Tags darauf werde ich darüber informiert dass sich Daniels Zustand über Nacht so verschlechtert hat, dass er notoperiert werden musste um das Blut sofort abzusaugen. Leider hatte die OP nicht den gewünschten Effekt, die Werte sind nun noch schlechter und als ich in der Intensivstation neben seinem Bett stehe zeigt mir eine Ärztin die aktuellen Bilder und meint, dass man sich aufs Schlimmste gefasst machen muss.

Vor sieben Jahren hatte meine Mutter eine Gehirnblutung. Wodurch diese damals ausgelöst wurde und warum sie so massiv war haben wir nie erfahren, aber auch sie ist einige Wochen in künstlichem Tiefschlaf gelegen. Damals war es nicht nur schrecklich das mit zu erleben, sondern auch zu sehen wie sehr mein Vater darunter gelitten hat. Aber zumindest habe ich damals schon Tipps bekommen, wie man mit jemandem, der im Koma liegt, am besten umgehen sollte. Und zwar dass man mit der Person sprechen kann und soll, sie mag zwar das Gesagte vielleicht nicht zu 100 Prozent mitbekommen, aber dass mit einem gesprochen wird hat definitiv einen Effekt. Ob nun ein direktes (einseitiges) Gespräch oder Erzählungen, leichte Berührungen und andere positive Sinneseindrücke wie Musik können helfen, den Patienten positiv zu beeinflussen.

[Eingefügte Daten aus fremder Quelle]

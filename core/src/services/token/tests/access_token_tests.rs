//! Unit tests for signed access tokens

use serde_json::json;

use crate::domain::entities::{AccessTokenPayload, Payload};
use crate::errors::TokenError;
use crate::services::token::{access_token, generate_signing_secret, sha256_hex};

fn sample_payload() -> AccessTokenPayload {
    AccessTokenPayload {
        session_handle: "handle-1".to_string(),
        user_id: "u1".to_string(),
        refresh_token_hash1: sha256_hex("refresh"),
        parent_refresh_token_hash1: Some(sha256_hex("parent")),
        expiry_time: 1_700_000_000_000,
        user_payload: Payload::from_value(json!({"role": "admin"})),
    }
}

#[test]
fn test_encode_then_verify() {
    let key = generate_signing_secret();
    let payload = sample_payload();

    let token = access_token::encode(&payload, &key).unwrap();
    assert_eq!(token.split('.').count(), 3);

    let decoded: AccessTokenPayload = access_token::verify_as(&token, &key).unwrap();
    assert_eq!(decoded, payload);
}

#[test]
fn test_signature_is_hex_hmac() {
    let token = access_token::encode(&json!({"a": 1}), "key").unwrap();
    let signature = token.rsplit('.').next().unwrap();

    assert_eq!(signature.len(), 64);
    assert!(signature.chars().all(|c| c.is_ascii_hexdigit()));
}

#[test]
fn test_any_flipped_signature_byte_is_rejected() {
    let key = "secret";
    let token = access_token::encode(&json!({"a": 1}), key).unwrap();
    let signature_start = token.rfind('.').unwrap() + 1;

    for i in signature_start..token.len() {
        let mut bytes = token.clone().into_bytes();
        bytes[i] = if bytes[i] == b'0' { b'1' } else { b'0' };
        let tampered = String::from_utf8(bytes).unwrap();

        assert_eq!(
            access_token::verify(&tampered, key),
            Err(TokenError::SignatureMismatch),
            "flipped byte {} was accepted",
            i
        );
    }
}

#[test]
fn test_wrong_key_is_rejected() {
    let token = access_token::encode(&sample_payload(), "old-key").unwrap();
    assert_eq!(
        access_token::verify(&token, "new-key"),
        Err(TokenError::SignatureMismatch)
    );
}

#[test]
fn test_malformed_tokens() {
    assert_eq!(access_token::verify("a.b", "k"), Err(TokenError::InvalidFormat));
    assert_eq!(access_token::verify("a.b.c.d", "k"), Err(TokenError::InvalidFormat));

    let token = access_token::encode(&json!({"a": 1}), "k").unwrap();
    let swapped_header = format!("eyJhbGciOiJub25lIn0{}", &token[token.find('.').unwrap()..]);
    assert_eq!(
        access_token::verify(&swapped_header, "k"),
        Err(TokenError::HeaderMismatch)
    );
}

#[test]
fn test_non_object_payload_is_rejected() {
    assert_eq!(
        access_token::encode(&json!([1, 2, 3]), "k"),
        Err(TokenError::NonObjectPayload)
    );
    assert_eq!(
        access_token::encode(&"just a string", "k"),
        Err(TokenError::NonObjectPayload)
    );
}

#[test]
fn test_verify_as_reports_missing_fields() {
    let token = access_token::encode(&json!({"userId": "u1"}), "k").unwrap();
    let result = access_token::verify_as::<AccessTokenPayload>(&token, "k");
    assert!(matches!(result, Err(TokenError::InvalidPayload { .. })));
}
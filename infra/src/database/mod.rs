//! Database module - MySQL implementations using SQLx
//!
//! This module provides:
//! - Connection pool management
//! - Schema bootstrap for the sessions and signing key tables
//! - The storage contract implementation with scoped units of work

pub mod connection;
pub mod mysql;
pub mod schema;

#[cfg(test)]
mod tests;

// Re-export commonly used types
pub use connection::{DatabasePool, PoolStatistics};
pub use mysql::{MySqlStorage, MySqlUnitOfWork};
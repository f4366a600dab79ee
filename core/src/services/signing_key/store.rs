//! Race-safe signing key store

use std::sync::atomic::{AtomicBool, Ordering};
use std::sync::{Arc, PoisonError, RwLock};

use se_shared::utils::time::now_millis;
use tracing::{debug, info, warn};

use crate::domain::entities::{SigningKey, SigningKeyKind};
use crate::errors::{DomainError, DomainResult, StorageResult};
use crate::repositories::{SigningKeyTransaction, Storage, UnitOfWork};
use crate::services::token::generate_signing_secret;

use super::config::SigningKeyConfig;

/// Attempts made when concurrent first inserts conflict
const MAX_GENERATION_ATTEMPTS: u32 = 3;

/// Owns the secret of one token kind
///
/// Generation and rotation happen inside a unit of work holding the key's row
/// lock, so concurrent callers (in this process or others) agree on a single
/// secret. The cache is only written once that unit of work has committed.
pub struct SigningKeyStore<S: Storage> {
    storage: Arc<S>,
    kind: SigningKeyKind,
    config: SigningKeyConfig,
    cache: RwLock<Option<SigningKey>>,
    initialized: AtomicBool,
}

impl<S: Storage> SigningKeyStore<S> {
    pub fn new(storage: Arc<S>, kind: SigningKeyKind, config: SigningKeyConfig) -> Self {
        Self {
            storage,
            kind,
            config,
            cache: RwLock::new(None),
            initialized: AtomicBool::new(false),
        }
    }

    pub fn kind(&self) -> SigningKeyKind {
        self.kind
    }

    pub fn config(&self) -> &SigningKeyConfig {
        &self.config
    }

    /// Allow lookups; called once storage has been verified
    pub fn mark_initialized(&self) {
        self.initialized.store(true, Ordering::SeqCst);
    }

    pub fn is_initialized(&self) -> bool {
        self.initialized.load(Ordering::SeqCst)
    }

    /// Return the current secret, creating or rotating it when needed
    pub async fn get_key(&self) -> DomainResult<String> {
        if !self.is_initialized() {
            return Err(DomainError::general("call init first"));
        }

        if let Some(user_override) = &self.config.user_override {
            return user_override.signing_key().await.map_err(|e| {
                DomainError::general_with(format!("{} override failed", self.kind), e)
            });
        }

        if let Some(value) = self.cached_value(now_millis()) {
            return Ok(value);
        }

        let mut attempt = 0;
        loop {
            attempt += 1;
            match self.load_or_generate().await {
                Ok(value) => return Ok(value),
                Err(err) if err.is_conflict() && attempt < MAX_GENERATION_ATTEMPTS => {
                    warn!(key = %self.kind, attempt, error = %err, "signing key write conflicted, retrying");
                }
                Err(err) => {
                    return Err(DomainError::general_with(
                        format!("failed to load {}", self.kind),
                        err,
                    ))
                }
            }
        }
    }

    fn is_stale(&self, key: &SigningKey, now_ms: i64) -> bool {
        self.config.dynamic && key.is_stale_at(now_ms, self.config.update_interval_ms())
    }

    fn cached_value(&self, now_ms: i64) -> Option<String> {
        let cache = self.cache.read().unwrap_or_else(PoisonError::into_inner);
        cache
            .as_ref()
            .filter(|key| !self.is_stale(key, now_ms))
            .map(|key| key.key_value.clone())
    }

    fn store_cache(&self, key: Option<SigningKey>) {
        *self.cache.write().unwrap_or_else(PoisonError::into_inner) = key;
    }

    async fn load_or_generate(&self) -> StorageResult<String> {
        let mut tx = self.storage.begin().await?;

        match self.read_or_rotate(&mut tx).await {
            Ok(key) => {
                // A key whose commit never finished may have been rolled back,
                // so the cache only sees it after commit returns.
                tx.commit().await?;
                let value = key.key_value.clone();
                self.store_cache(Some(key));
                Ok(value)
            }
            Err(err) => {
                tx.mark_for_destruction();
                Err(err)
            }
        }
    }

    async fn read_or_rotate(&self, tx: &mut S::Tx) -> StorageResult<SigningKey> {
        let existing = tx.get_key_for_update(self.kind.key_name()).await?;
        // Clock is read once the row lock is granted.
        let now = now_millis();

        match existing {
            Some(key) if self.is_stale(&key, now) => {
                let rotated = SigningKey::new(self.kind, generate_signing_secret(), now);
                tx.update_key(&rotated).await?;
                info!(key = %self.kind, "rotated signing key");
                Ok(rotated)
            }
            Some(key) => {
                debug!(key = %self.kind, "loaded signing key");
                Ok(key)
            }
            None => {
                let created = SigningKey::new(self.kind, generate_signing_secret(), now);
                tx.insert_key(&created).await?;
                info!(key = %self.kind, "generated signing key");
                Ok(created)
            }
        }
    }
}
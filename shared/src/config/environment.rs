//! Environment configuration module

use serde::{Deserialize, Serialize};
use std::env;

/// Deployment environment
#[derive(Debug, Clone, Copy, PartialEq, Eq, Deserialize, Serialize, Default)]
#[serde(rename_all = "lowercase")]
pub enum Environment {
    /// Development environment
    #[default]
    Development,
    /// Staging/test environment
    Staging,
    /// Production environment
    Production,
}

impl Environment {
    /// Check if running in production
    pub fn is_production(&self) -> bool {
        matches!(self, Environment::Production)
    }

    /// Check if running in development
    pub fn is_development(&self) -> bool {
        matches!(self, Environment::Development)
    }

    /// Get environment from ENV variable
    pub fn from_env() -> Self {
        env::var("ENVIRONMENT")
            .or_else(|_| env::var("ENV"))
            .or_else(|_| env::var("RUST_ENV"))
            .unwrap_or_else(|_| String::from("development"))
            .parse()
            .unwrap_or(Environment::Development)
    }

    /// Get the .env file name for this environment
    pub fn env_file(&self) -> &str {
        match self {
            Environment::Development => ".env.development",
            Environment::Staging => ".env.staging",
            Environment::Production => ".env.production",
        }
    }
}

impl std::fmt::Display for Environment {
    fn fmt(&self, f: &mut std::fmt::Formatter<'_>) -> std::fmt::Result {
        match self {
            Environment::Development => write!(f, "development"),
            Environment::Staging => write!(f, "staging"),
            Environment::Production => write!(f, "production"),
        }
    }
}

impl std::str::FromStr for Environment {
    type Err = String;

    fn from_str(s: &str) -> Result<Self, Self::Err> {
        match s.to_lowercase().as_str() {
            "development" | "dev" => Ok(Environment::Development),
            "staging" | "stage" | "test" => Ok(Environment::Staging),
            "production" | "prod" => Ok(Environment::Production),
            _ => Err(format!("Invalid environment: {}", s)),
        }
    }
}

/// Logging configuration
#[derive(Debug, Clone, Deserialize, Serialize)]
pub struct LoggingConfig {
    /// Log level or filter directive (trace, debug, info, warn, error, `se_core=debug`)
    pub level: String,

    /// Log format (json, pretty, compact)
    #[serde(default = "default_log_format")]
    pub format: LogFormat,

    /// Include span/target information in logs
    #[serde(default = "default_with_target")]
    pub with_target: bool,

    /// Include source location in logs
    #[serde(default)]
    pub source_location: bool,
}

impl Default for LoggingConfig {
    fn default() -> Self {
        Self {
            level: String::from("info"),
            format: default_log_format(),
            with_target: default_with_target(),
            source_location: false,
        }
    }
}

impl LoggingConfig {
    /// Create logging config for environment
    pub fn for_environment(env: Environment) -> Self {
        match env {
            Environment::Development => Self {
                level: String::from("debug"),
                format: LogFormat::Pretty,
                with_target: true,
                source_location: true,
            },
            Environment::Staging => Self {
                level: String::from("info"),
                format: LogFormat::Json,
                with_target: true,
                source_location: false,
            },
            Environment::Production => Self {
                level: String::from("warn"),
                format: LogFormat::Json,
                with_target: true,
                source_location: false,
            },
        }
    }

    /// Environment defaults, with `LOG_LEVEL` / `LOG_FORMAT` overrides
    pub fn from_env(env: Environment) -> Self {
        let mut config = Self::for_environment(env);
        if let Ok(level) = std::env::var("LOG_LEVEL") {
            config.level = level;
        }
        if let Some(format) = std::env::var("LOG_FORMAT")
            .ok()
            .and_then(|value| value.parse().ok())
        {
            config.format = format;
        }
        config
    }
}

/// Log format enumeration
#[derive(Debug, Clone, Copy, PartialEq, Eq, Deserialize, Serialize)]
#[serde(rename_all = "lowercase")]
pub enum LogFormat {
    Json,
    Pretty,
    Compact,
}

impl std::str::FromStr for LogFormat {
    type Err = String;

    fn from_str(s: &str) -> Result<Self, Self::Err> {
        match s.to_lowercase().as_str() {
            "json" => Ok(LogFormat::Json),
            "pretty" => Ok(LogFormat::Pretty),
            "compact" => Ok(LogFormat::Compact),
            _ => Err(format!("Invalid log format: {}", s)),
        }
    }
}

fn default_log_format() -> LogFormat {
    LogFormat::Pretty
}

fn default_with_target() -> bool {
    true
}

#[cfg(test)]
mod tests {
    use super::*;

    #[test]
    fn test_environment_from_str() {
        assert_eq!("dev".parse::<Environment>().unwrap(), Environment::Development);
        assert_eq!("staging".parse::<Environment>().unwrap(), Environment::Staging);
        assert_eq!("prod".parse::<Environment>().unwrap(), Environment::Production);
        assert!("invalid".parse::<Environment>().is_err());
    }

    #[test]
    fn test_environment_properties() {
        let dev = Environment::Development;
        assert!(dev.is_development());
        assert_eq!(dev.env_file(), ".env.development");

        let prod = Environment::Production;
        assert!(prod.is_production());
        assert_eq!(prod.to_string(), "production");
    }

    #[test]
    fn test_logging_config_for_environment() {
        let dev_log = LoggingConfig::for_environment(Environment::Development);
        assert_eq!(dev_log.level, "debug");
        assert_eq!(dev_log.format, LogFormat::Pretty);
        assert!(dev_log.source_location);

        let prod_log = LoggingConfig::for_environment(Environment::Production);
        assert_eq!(prod_log.level, "warn");
        assert_eq!(prod_log.format, LogFormat::Json);
        assert!(!prod_log.source_location);
    }

    #[test]
    fn test_log_format_from_str() {
        assert_eq!("JSON".parse::<LogFormat>().unwrap(), LogFormat::Json);
        assert_eq!("compact".parse::<LogFormat>().unwrap(), LogFormat::Compact);
        assert!("xml".parse::<LogFormat>().is_err());
    }
}
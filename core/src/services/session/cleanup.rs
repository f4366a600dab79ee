//! Session cleanup service for periodic removal of expired session rows
//!
//! Expired rows are already treated as absent by the engine; this removes
//! them physically. Deployments with an external scheduler call
//! [`SessionCleanupService::run_cleanup`] directly, others can start the
//! background task.

use std::sync::Arc;

use se_shared::utils::time::now_millis;
use tokio::task::JoinHandle;
use tracing::{error, info, warn};

use crate::errors::DomainResult;
use crate::repositories::SessionRepository;

/// Configuration for session cleanup service
#[derive(Debug, Clone)]
pub struct SessionCleanupConfig {
    /// How often the background task runs (in seconds)
    pub interval_seconds: u64,
    /// Whether to enable cleanup
    pub enabled: bool,
}

impl Default for SessionCleanupConfig {
    fn default() -> Self {
        Self {
            interval_seconds: 3600, // Run every hour
            enabled: true,
        }
    }
}

/// Service for deleting expired session rows
pub struct SessionCleanupService<R: SessionRepository + 'static> {
    repository: Arc<R>,
    config: SessionCleanupConfig,
}

impl<R: SessionRepository> SessionCleanupService<R> {
    /// Create a new session cleanup service
    pub fn new(repository: Arc<R>, config: SessionCleanupConfig) -> Self {
        Self { repository, config }
    }

    /// Run a single cleanup cycle
    ///
    /// Storage failures are recorded in the result rather than returned, so
    /// a scheduler keeps running.
    ///
    /// # Returns
    /// * `Ok(CleanupResult)` - Summary of the cycle
    pub async fn run_cleanup(&self) -> DomainResult<CleanupResult> {
        if !self.config.enabled {
            return Ok(CleanupResult::default());
        }

        info!("Starting session cleanup cycle");

        let mut result = CleanupResult::default();

        match self.repository.delete_expired_sessions(now_millis()).await {
            Ok(count) => {
                result.expired_sessions_deleted = count;
                info!("Deleted {} expired sessions", count);
            }
            Err(e) => {
                error!("Failed to cleanup expired sessions: {}", e);
                result.errors.push(format!("Session cleanup error: {}", e));
            }
        }

        Ok(result)
    }

    /// Start the cleanup service as a background task
    ///
    /// Returns `None` when cleanup is disabled.
    pub fn start_background_task(self: Arc<Self>) -> Option<JoinHandle<()>> {
        if !self.config.enabled {
            warn!("Session cleanup service is disabled");
            return None;
        }

        let interval = std::time::Duration::from_secs(self.config.interval_seconds);

        Some(tokio::spawn(async move {
            info!(
                "Session cleanup service started - will run every {} seconds",
                self.config.interval_seconds
            );

            let mut interval_timer = tokio::time::interval(interval);

            loop {
                interval_timer.tick().await;

                match self.run_cleanup().await {
                    Ok(result) => {
                        if !result.errors.is_empty() {
                            warn!("Cleanup completed with errors: {:?}", result.errors);
                        }
                    }
                    Err(e) => {
                        error!("Session cleanup cycle failed: {}", e);
                    }
                }
            }
        }))
    }
}

/// Result of a cleanup operation
#[derive(Debug, Default)]
pub struct CleanupResult {
    /// Number of expired session rows deleted
    pub expired_sessions_deleted: u64,
    /// Any errors encountered during cleanup
    pub errors: Vec<String>,
}

impl CleanupResult {
    /// Check if the cleanup was successful (no errors)
    pub fn is_success(&self) -> bool {
        self.errors.is_empty()
    }
}
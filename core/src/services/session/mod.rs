//! Session service module
//!
//! - The rotation engine (create / get / refresh / revoke)
//! - Engine configuration and the theft hook
//! - Periodic cleanup of expired session rows

mod cleanup;
mod config;
mod engine;

#[cfg(test)]
mod tests;

pub use cleanup::{CleanupResult, SessionCleanupConfig, SessionCleanupService};
pub use config::{SessionEngineConfig, TheftHandler};
pub use engine::SessionEngine;
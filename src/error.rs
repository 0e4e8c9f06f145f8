use std::path::PathBuf;

use thiserror::Error;

use crate::embedding::EmbedError;
use crate::store::StoreError;

#[derive(Error, Debug)]
pub enum IngestError {
    #[error("failed to read products from {path}")]
    ReadProducts {
        path: PathBuf,
        #[source]
        source: std::io::Error,
    },

    #[error("failed to parse products in {path}")]
    ParseProducts {
        path: PathBuf,
        #[source]
        source: serde_json::Error,
    },

    #[error("invalid configuration: {0}")]
    InvalidConfig(String),

    #[error(transparent)]
    Embed(#[from] EmbedError),

    #[error(transparent)]
    Store(#[from] StoreError),
}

Auch wenn man mir quasi gesagt hatte, dass ich mir keine Hoffnungen mehr machen sollte, konnte ich definitiv nicht aufgeben. Ich habe also meine letzten Kräfte zusammengekratzt und mich nach dieser Hiobsbotschaft an Daniels Bett gesetzt und mit ihm gesprochen. Ich habe ihm gesagt, dass ich ihn über alles liebe und ihn bitte zu mir zurückzukommen, wenn er das möchte. Ich habe ihm ganz deutlich gesagt: Du bist für mich das Wichtigste auf dieser Welt. Ich brauche dich. Bitte komm zu mir zurück!

 

Gerne hätte ich alles auf einmal niedergeschrieben, aber es ist fast Mitternacht, ich bin erschöpft und habe beim Schreiben auch die meiste Zeit geweint. Bevor es für mich zu viel wird, beende ich den Artikel hier, gehe ins Bett und schreibe ein anderes Mal weiter. Vielen Dank an alle, die schon bis hierhin gelesen haben!